Basic Theorems

Basic Definitions

An experiment is a well-defined procedure that produces a set of outcomes. For example, “roll a die”, “randomly select a card from a standard 52-card deck”, “flip a coin” and “pick any moment in time between 10am and 12 am” are experiments.

A sample space is the set of outcomes from an experiment. Thus, for “flip a coin” the sample space is {H, T}, for “roll a die” the sample space is {1, 2, 3, 4, 5, 6} and for “pick any moment in time between 10am and 12 am” the sample space is [10, 12].

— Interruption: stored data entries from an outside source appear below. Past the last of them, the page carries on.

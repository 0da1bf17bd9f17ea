//! Resettable one-shot timer backed by a tokio task.
//!
//! A [`DebounceTimer`] owns a task that sleeps until the current deadline and
//! then hands the most recent payload to its callback, exactly once. Until
//! that moment the deadline can be pushed back any number of times.
//!
//! # Phases
//!
//! ```text
//!            reset              deadline elapsed
//!   Idle ───────────► Armed ─────────────────────► Firing ──► (task ends)
//!    ▲                 │  ▲
//!    └──── stop ───────┘  └── reset (deadline moves)
//!
//!   Idle / Armed ── close ──► Closed ──► (task ends)
//! ```
//!
//! The phase lives behind a small lock that is never held across an await.
//! The firing decision and [`reset`](DebounceTimer::reset) both take it, so a
//! reset racing an elapsed deadline either wins (the firing is cancelled and
//! the deadline moves) or loses (the callback has started and the reset is a
//! no-op returning `false`).

use std::future::Future;
use std::sync::Arc;

use parking_lot::Mutex;
use tokio::sync::Notify;
use tokio::time::{Instant, sleep_until};

/// Lifecycle phase of a [`DebounceTimer`].
#[derive(Debug, Clone, Copy, PartialEq, Eq)]
pub enum TimerState {
    /// Created or stopped; the deadline is effectively infinite.
    Idle,
    /// Waiting for the deadline.
    Armed,
    /// The deadline elapsed and the callback has started.
    Firing,
    /// Closed before firing; the callback will never run.
    Closed,
}

enum Phase<T> {
    Idle,
    Armed { deadline: Instant, payload: T },
    Firing,
    Closed,
}

struct Shared<T> {
    phase: Mutex<Phase<T>>,
    wake: Notify,
}

impl<T> Shared<T> {
    /// Next wait for the driver task: `None` to stop, `Some(None)` to wait
    /// for a reset, `Some(Some(at))` to sleep until `at`.
    fn next_wait(&self) -> Option<Option<Instant>> {
        match &*self.phase.lock() {
            Phase::Idle => Some(None),
            Phase::Armed { deadline, .. } => Some(Some(*deadline)),
            Phase::Firing | Phase::Closed => None,
        }
    }

    /// Moves an expired timer to `Firing` and takes its payload.
    fn take_expired(&self, now: Instant) -> Option<T> {
        let mut phase = self.phase.lock();
        match &*phase {
            Phase::Armed { deadline, .. } if *deadline <= now => {}
            _ => return None,
        }
        match std::mem::replace(&mut *phase, Phase::Firing) {
            Phase::Armed { payload, .. } => Some(payload),
            _ => None,
        }
    }
}

/// A one-shot timer whose deadline can be reset until it fires.
///
/// Cloning yields another handle to the same timer.
///
/// # Examples
///
/// ```
/// use std::time::Duration;
/// use tokio::time::Instant;
/// use war_watcher::DebounceTimer;
///
/// # #[tokio::main(flavor = "current_thread")]
/// # async fn main() {
/// let (tx, rx) = tokio::sync::oneshot::channel();
/// let timer = DebounceTimer::spawn(move |value: u32| async move {
///     let _ = tx.send(value);
/// });
///
/// timer.reset(1, Instant::now() + Duration::from_millis(10));
/// timer.reset(2, Instant::now() + Duration::from_millis(10));
///
/// assert_eq!(rx.await.unwrap(), 2);
/// # }
/// ```
pub struct DebounceTimer<T> {
    shared: Arc<Shared<T>>,
}

impl<T> Clone for DebounceTimer<T> {
    fn clone(&self) -> Self {
        Self {
            shared: Arc::clone(&self.shared),
        }
    }
}

impl<T> std::fmt::Debug for DebounceTimer<T> {
    fn fmt(&self, f: &mut std::fmt::Formatter<'_>) -> std::fmt::Result {
        f.debug_struct("DebounceTimer")
            .field("state", &self.state())
            .finish()
    }
}

impl<T: Send + 'static> DebounceTimer<T> {
    /// Creates an idle timer and spawns its driver task.
    ///
    /// `on_fire` runs on the driver task with the payload of the last
    /// [`reset`](Self::reset) once that reset's deadline elapses.
    ///
    /// Must be called from within a Tokio runtime.
    pub fn spawn<F, Fut>(on_fire: F) -> Self
    where
        F: FnOnce(T) -> Fut + Send + 'static,
        Fut: Future<Output = ()> + Send + 'static,
    {
        let shared = Arc::new(Shared {
            phase: Mutex::new(Phase::Idle),
            wake: Notify::new(),
        });

        tokio::spawn(drive(Arc::clone(&shared), on_fire));

        Self { shared }
    }
}

impl<T> DebounceTimer<T> {
    /// Arms the timer, or moves its deadline, replacing the payload.
    ///
    /// Returns `false` without effect if the timer is already firing or
    /// has been closed.
    pub fn reset(&self, payload: T, deadline: Instant) -> bool {
        {
            let mut phase = self.shared.phase.lock();
            if matches!(*phase, Phase::Firing | Phase::Closed) {
                return false;
            }
            *phase = Phase::Armed { deadline, payload };
        }
        self.shared.wake.notify_one();
        true
    }

    /// Disarms a pending timer, returning it to the idle phase.
    ///
    /// Returns `false` if the timer is firing or closed.
    pub fn stop(&self) -> bool {
        {
            let mut phase = self.shared.phase.lock();
            if matches!(*phase, Phase::Firing | Phase::Closed) {
                return false;
            }
            *phase = Phase::Idle;
        }
        self.shared.wake.notify_one();
        true
    }

    /// Shuts the timer down so its task exits without firing.
    ///
    /// A callback that has already started runs to completion. Returns
    /// `false` in that case.
    pub fn close(&self) -> bool {
        {
            let mut phase = self.shared.phase.lock();
            match *phase {
                Phase::Firing => return false,
                Phase::Closed => return true,
                Phase::Idle | Phase::Armed { .. } => *phase = Phase::Closed,
            }
        }
        self.shared.wake.notify_one();
        true
    }

    /// Returns the current phase.
    #[must_use]
    pub fn state(&self) -> TimerState {
        match &*self.shared.phase.lock() {
            Phase::Idle => TimerState::Idle,
            Phase::Armed { .. } => TimerState::Armed,
            Phase::Firing => TimerState::Firing,
            Phase::Closed => TimerState::Closed,
        }
    }

    /// Returns `true` if both handles refer to the same timer.
    #[must_use]
    pub fn same_timer(&self, other: &Self) -> bool {
        Arc::ptr_eq(&self.shared, &other.shared)
    }
}

async fn drive<T, F, Fut>(shared: Arc<Shared<T>>, on_fire: F)
where
    F: FnOnce(T) -> Fut,
    Fut: Future<Output = ()>,
{
    let payload = loop {
        match shared.next_wait() {
            None => return,
            Some(None) => shared.wake.notified().await,
            Some(Some(deadline)) => {
                tokio::select! {
                    () = shared.wake.notified() => continue,
                    () = sleep_until(deadline) => {}
                }
                if let Some(payload) = shared.take_expired(Instant::now()) {
                    break payload;
                }
            }
        }
    };

    on_fire(payload).await;
}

An event is a subset, say A, of a sample space S. For the experiment “roll a die”, an event is “obtain a number less than 3”. Here, the event is {1, 2}.

Kolmogorov’s Axioms of Probability

Definition

For any probability P we have

Axiom 1 \(0\le P(A)\le 1\)

Axiom 2 \(P(S)=1\)

Axiom 3 if \(A_1 , A_2, ..\) are mutually exclusive we have

\[P\left(\bigcup_{i=1}^\infty A_i\right)=\sum_{i=1}^\infty P(A_i)\]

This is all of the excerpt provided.